Data records:
——————————

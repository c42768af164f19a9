//! The control surface for one game.
//!
//! `GameEngine` runs the moderator on a background task and exposes the
//! caller-facing operations: load a roster, start, pause, resume, reset, read
//! the latest snapshot, subscribe to events, and acknowledge speech playback.
//!
//! # Example
//!
//! ```ignore
//! use std::sync::Arc;
//! use werewolf_core::{GameConfig, GameEngine, RandomProvider, RosterConfig};
//!
//! #[tokio::main]
//! async fn main() -> Result<(), Box<dyn std::error::Error>> {
//!     let roster = RosterConfig::load("config/characters.json").await?;
//!     let mut engine = GameEngine::new(GameConfig::default(), Arc::new(RandomProvider::new()));
//!     engine.load_roster(roster.characters)?;
//!
//!     let mut events = engine.subscribe();
//!     engine.start()?;
//!     while let Ok(event) = events.recv().await {
//!         println!("{}", event.message());
//!     }
//!     Ok(())
//! }
//! ```

use rand::rngs::StdRng;
use rand::SeedableRng;
use std::collections::HashSet;
use std::path::Path;
use std::sync::Arc;
use std::time::Duration;
use tokio::sync::{broadcast, watch};
use tokio::task::JoinHandle;
use tokio_util::sync::CancellationToken;
use tracing::{info, warn};

use crate::character::CharacterProfile;
use crate::config::{GameConfig, RosterConfig};
use crate::decision::DecisionProvider;
use crate::error::{GameError, GameResult};
use crate::events::{CharacterView, EventHub, GameEvent, GameSnapshot};
use crate::game::{Game, GameStatus};
use crate::moderator::Moderator;
use crate::playback::PlaybackGate;

/// How long `reset` waits for a running loop to stop before aborting it.
const RESET_GRACE: Duration = Duration::from_secs(1);

struct Running {
    cancel: CancellationToken,
    handle: JoinHandle<Moderator>,
}

pub struct GameEngine {
    config: GameConfig,
    provider: Arc<dyn DecisionProvider>,
    roster: Vec<CharacterProfile>,
    hub: Arc<EventHub>,
    playback: Arc<PlaybackGate>,
    running: Option<Running>,
    parked: Option<Moderator>,
}

impl GameEngine {
    pub fn new(config: GameConfig, provider: Arc<dyn DecisionProvider>) -> Self {
        Self {
            config,
            provider,
            roster: Vec::new(),
            hub: Arc::new(EventHub::new()),
            playback: Arc::new(PlaybackGate::new()),
            running: None,
            parked: None,
        }
    }

    pub fn config(&self) -> &GameConfig {
        &self.config
    }

    pub fn status(&self) -> GameStatus {
        self.hub.snapshot().status
    }

    /// The latest published snapshot. May lag the game loop slightly.
    pub fn get_state(&self) -> GameSnapshot {
        self.hub.snapshot()
    }

    pub fn subscribe(&self) -> broadcast::Receiver<GameEvent> {
        self.hub.subscribe()
    }

    pub fn watch_state(&self) -> watch::Receiver<GameSnapshot> {
        self.hub.watch()
    }

    /// The reason the last game halted, if it did.
    pub fn last_error(&self) -> Option<String> {
        self.hub.last_error()
    }

    /// Report that `speaker`'s playback finished. Returns `false` if it was not awaited.
    pub fn acknowledge_playback(&self, speaker: &str) -> bool {
        self.playback.ack(speaker)
    }

    fn require(&self, action: &'static str, expected: GameStatus) -> GameResult<()> {
        let status = self.status();
        if status != expected {
            return Err(GameError::InvalidStatus { action, status });
        }
        Ok(())
    }

    /// Set the roster used by the next `start`.
    pub fn load_roster(&mut self, roster: Vec<CharacterProfile>) -> GameResult<()> {
        self.require("load a roster", GameStatus::Waiting)?;
        let mut ids = HashSet::new();
        for profile in &roster {
            if !ids.insert(profile.id) {
                return Err(GameError::DuplicateCharacter(profile.id));
            }
        }
        if roster.len() != self.config.player_count {
            return Err(GameError::RosterSize {
                expected: self.config.player_count,
                found: roster.len(),
            });
        }
        self.roster = roster;
        self.hub.replace(self.waiting_snapshot());
        info!(players = self.roster.len(), "Roster loaded");
        Ok(())
    }

    pub async fn load_roster_file(&mut self, path: impl AsRef<Path>) -> GameResult<()> {
        let roster = RosterConfig::load(path).await?;
        self.load_roster(roster.characters)
    }

    fn waiting_snapshot(&self) -> GameSnapshot {
        let views = self
            .roster
            .iter()
            .cloned()
            .map(|p| CharacterView::from(&crate::character::Character::new(p)))
            .collect();
        GameSnapshot::waiting(views)
    }

    /// Deal roles and start the game loop. Nothing starts if setup fails.
    pub fn start(&mut self) -> GameResult<()> {
        self.require("start", GameStatus::Waiting)?;
        if self.roster.is_empty() {
            return Err(GameError::Config("no roster loaded".into()));
        }

        let mut rng = match self.config.seed {
            Some(seed) => StdRng::seed_from_u64(seed),
            None => StdRng::from_entropy(),
        };
        let game = Game::setup(&self.config, &self.roster, &mut rng)?;
        let moderator = Moderator::new(game, self.config.clone(), self.provider.clone(), rng)
            .attach(
                self.hub.clone(),
                self.playback.clone(),
                self.hub.generation(),
            );
        moderator.publish("The game has started");
        info!(players = self.roster.len(), seed = ?self.config.seed, "Game started");
        self.spawn(moderator);
        Ok(())
    }

    fn spawn(&mut self, moderator: Moderator) {
        let cancel = CancellationToken::new();
        let handle = tokio::spawn(moderator.run(cancel.clone()));
        self.running = Some(Running { cancel, handle });
    }

    /// Stop the loop once the in-flight phase handler finishes.
    ///
    /// Returns after the loop has stopped. The game resumes from the exact
    /// phase it stopped before.
    pub async fn pause(&mut self) -> GameResult<()> {
        self.require("pause", GameStatus::Running)?;
        let Some(running) = self.running.take() else {
            return Err(GameError::invariant("running game without a loop"));
        };
        running.cancel.cancel();
        let moderator = running
            .handle
            .await
            .map_err(|e| GameError::invariant(format!("game loop failed: {e}")))?;
        let status = moderator.game().status();
        if status != GameStatus::Paused {
            // The loop ended on its own before the cancel landed.
            self.hub.replace(GameSnapshot::from(moderator.game()));
            self.parked = Some(moderator);
            return Err(GameError::InvalidStatus { action: "pause", status });
        }
        info!(phase = %moderator.game().phase(), "Game paused");
        self.parked = Some(moderator);
        Ok(())
    }

    pub fn resume(&mut self) -> GameResult<()> {
        self.require("resume", GameStatus::Paused)?;
        let Some(mut moderator) = self.parked.take() else {
            return Err(GameError::invariant("paused game without saved state"));
        };
        moderator.set_status(GameStatus::Running);
        moderator.publish(format!("Game resumed at the {} phase", moderator.game().phase()));
        info!(phase = %moderator.game().phase(), "Game resumed");
        self.spawn(moderator);
        Ok(())
    }

    /// Discard the game and return to waiting. The loaded roster is kept.
    pub async fn reset(&mut self) -> GameResult<()> {
        let generation = self.hub.reset(self.waiting_snapshot());
        self.playback.disarm();
        self.parked = None;

        if let Some(running) = self.running.take() {
            running.cancel.cancel();
            let mut handle = running.handle;
            if tokio::time::timeout(RESET_GRACE, &mut handle).await.is_err() {
                warn!("Game loop did not stop in time, aborting it");
                handle.abort();
            }
        }
        info!(generation, "Game reset");
        Ok(())
    }

    /// Wait for a running game to end on its own, then keep its final state.
    pub async fn wait_finished(&mut self) -> GameResult<()> {
        let Some(running) = self.running.take() else {
            return Ok(());
        };
        let moderator = running
            .handle
            .await
            .map_err(|e| GameError::invariant(format!("game loop failed: {e}")))?;
        self.parked = Some(moderator);
        Ok(())
    }

    /// The final or paused game state, when the loop is not running.
    pub fn game(&self) -> Option<&Game> {
        self.parked.as_ref().map(Moderator::game)
    }
}

impl Drop for GameEngine {
    fn drop(&mut self) {
        if let Some(running) = self.running.take() {
            running.cancel.cancel();
            running.handle.abort();
        }
    }
}
//! Scripted game scenarios.
//!
//! Every scenario uses a fixed deal and a scripted provider, so the outcome
//! depends only on the rules. No network access is needed.
//!
//! Run with: `cargo test -p werewolf-core --test scenarios`

use werewolf_core::character::{BeliefSource, CharacterId};
use werewolf_core::config::PolicyConfig;
use werewolf_core::context;
use werewolf_core::decision::DecisionKind;
use werewolf_core::game::{GameStatus, Phase};
use werewolf_core::log::MessageType;
use werewolf_core::role::{Faction, Role};
use werewolf_core::testing::{
    assert_alive, assert_alive_count, assert_dead, assert_phase, assert_winner, Scripted,
    ScriptedProvider, TestHarness,
};
use werewolf_core::visibility::is_visible;

use Role::{Guard, Hunter, Seer, Villager, Werewolf, Witch};

const CLASSIC: [Role; 8] = [
    Werewolf, Werewolf, Seer, Witch, Villager, Villager, Villager, Villager,
];

const WITH_GUARD: [Role; 9] = [
    Werewolf, Werewolf, Seer, Witch, Guard, Villager, Villager, Villager, Villager,
];

fn names(harness: &TestHarness, ids: impl IntoIterator<Item = CharacterId>) -> Vec<String> {
    ids.into_iter().map(|id| harness.game().name_of(id)).collect()
}

// =============================================================================
// NIGHT
// =============================================================================

#[tokio::test]
async fn test_unsaved_wolf_victim_dies_at_dawn() {
    let provider = ScriptedProvider::new().always(DecisionKind::Kill, Scripted::target("P7"));
    let mut harness = TestHarness::new(&CLASSIC, provider);

    harness.run_night().await.unwrap();

    assert_dead(&harness, "P7");
    assert_alive_count(&harness, 7);
    assert!(harness.has_message("P7 was killed during the night"));
    assert_eq!(harness.game().night().killed_at_night, Some(harness.id("P7")));
    assert_winner(&harness, None);
}

#[tokio::test]
async fn test_wolves_decide_concurrently_and_plurality_wins() {
    let provider = ScriptedProvider::new()
        .actor("P1", DecisionKind::Kill, Scripted::target("P5"))
        .actor("P2", DecisionKind::Kill, Scripted::target("P5"));
    let mut harness = TestHarness::new(&CLASSIC, provider);

    harness.run_phase(Phase::Werewolf).await.unwrap();

    let kills = harness.provider.requests_of(DecisionKind::Kill);
    assert_eq!(kills.len(), 2);
    for request in &kills {
        // Wolves never target their own pack.
        assert!(request.choice_named("P1").is_none());
        assert!(request.choice_named("P2").is_none());
    }
    assert_eq!(harness.game().night().killed_at_night, Some(harness.id("P5")));
}

#[tokio::test]
async fn test_witch_save_prevents_death() {
    let provider = ScriptedProvider::new()
        .always(DecisionKind::Kill, Scripted::target("P6"))
        .always(DecisionKind::Save, Scripted::target("P6"));
    let mut harness = TestHarness::new(&CLASSIC, provider);

    harness.run_night().await.unwrap();

    assert_alive(&harness, "P6");
    assert_alive_count(&harness, 8);
    assert!(harness.game().potions().save_used());
    assert!(harness.has_message("peaceful night"));
}

#[tokio::test]
async fn test_poison_kills_through_guard_protection() {
    let provider = ScriptedProvider::new()
        .always(DecisionKind::Kill, Scripted::target("P6"))
        .always(DecisionKind::Save, Scripted::target("P6"))
        .always(DecisionKind::Protect, Scripted::target("P7"))
        .always(DecisionKind::Poison, Scripted::target("P7"));
    let mut harness = TestHarness::new(&WITH_GUARD, provider);

    harness.run_night().await.unwrap();

    let night = harness.game().night();
    assert_eq!(night.protected_by_guard, Some(harness.id("P7")));
    assert_eq!(night.poisoned_by_witch, Some(harness.id("P7")));
    assert_alive(&harness, "P6");
    assert_dead(&harness, "P7");
    assert!(harness.has_message("P7 was poisoned"));
}

#[tokio::test]
async fn test_guarded_victim_survives() {
    let provider = ScriptedProvider::new()
        .always(DecisionKind::Kill, Scripted::target("P8"))
        .always(DecisionKind::Protect, Scripted::target("P8"));
    let mut harness = TestHarness::new(&WITH_GUARD, provider);

    harness.run_night().await.unwrap();

    assert_alive(&harness, "P8");
    assert_alive_count(&harness, 9);
}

——————————

- [What is being asked]: Beginning at the line above with "GameSnapshot::waiting(views)" and finishing at the line with "self.hub.replace(GameSnapshot::from(moderator.game()));", return each line exactly and return nothing else.

- [Solution below]:
        GameSnapshot::waiting(views)
    }

    /// Deal roles and start the game loop. Nothing starts if setup fails.
    pub fn start(&mut self) -> GameResult<()> {
        self.require("start", GameStatus::Waiting)?;
        if self.roster.is_empty() {
            return Err(GameError::Config("no roster loaded".into()));
        }

        let mut rng = match self.config.seed {
            Some(seed) => StdRng::seed_from_u64(seed),
            None => StdRng::from_entropy(),
        };
        let game = Game::setup(&self.config, &self.roster, &mut rng)?;
        let moderator = Moderator::new(game, self.config.clone(), self.provider.clone(), rng)
            .attach(
                self.hub.clone(),
                self.playback.clone(),
                self.hub.generation(),
            );
        moderator.publish("The game has started");
        info!(players = self.roster.len(), seed = ?self.config.seed, "Game started");
        self.spawn(moderator);
        Ok(())
    }

    fn spawn(&mut self, moderator: Moderator) {
        let cancel = CancellationToken::new();
        let handle = tokio::spawn(moderator.run(cancel.clone()));
        self.running = Some(Running { cancel, handle });
    }

    /// Stop the loop once the in-flight phase handler finishes.
    ///
    /// Returns after the loop has stopped. The game resumes from the exact
    /// phase it stopped before.
    pub async fn pause(&mut self) -> GameResult<()> {
        self.require("pause", GameStatus::Running)?;
        let Some(running) = self.running.take() else {
            return Err(GameError::invariant("running game without a loop"));
        };
        running.cancel.cancel();
        let moderator = running
            .handle
            .await
            .map_err(|e| GameError::invariant(format!("game loop failed: {e}")))?;
        let status = moderator.game().status();
        if status != GameStatus::Paused {
            // The loop ended on its own before the cancel landed.
            self.hub.replace(GameSnapshot::from(moderator.game()));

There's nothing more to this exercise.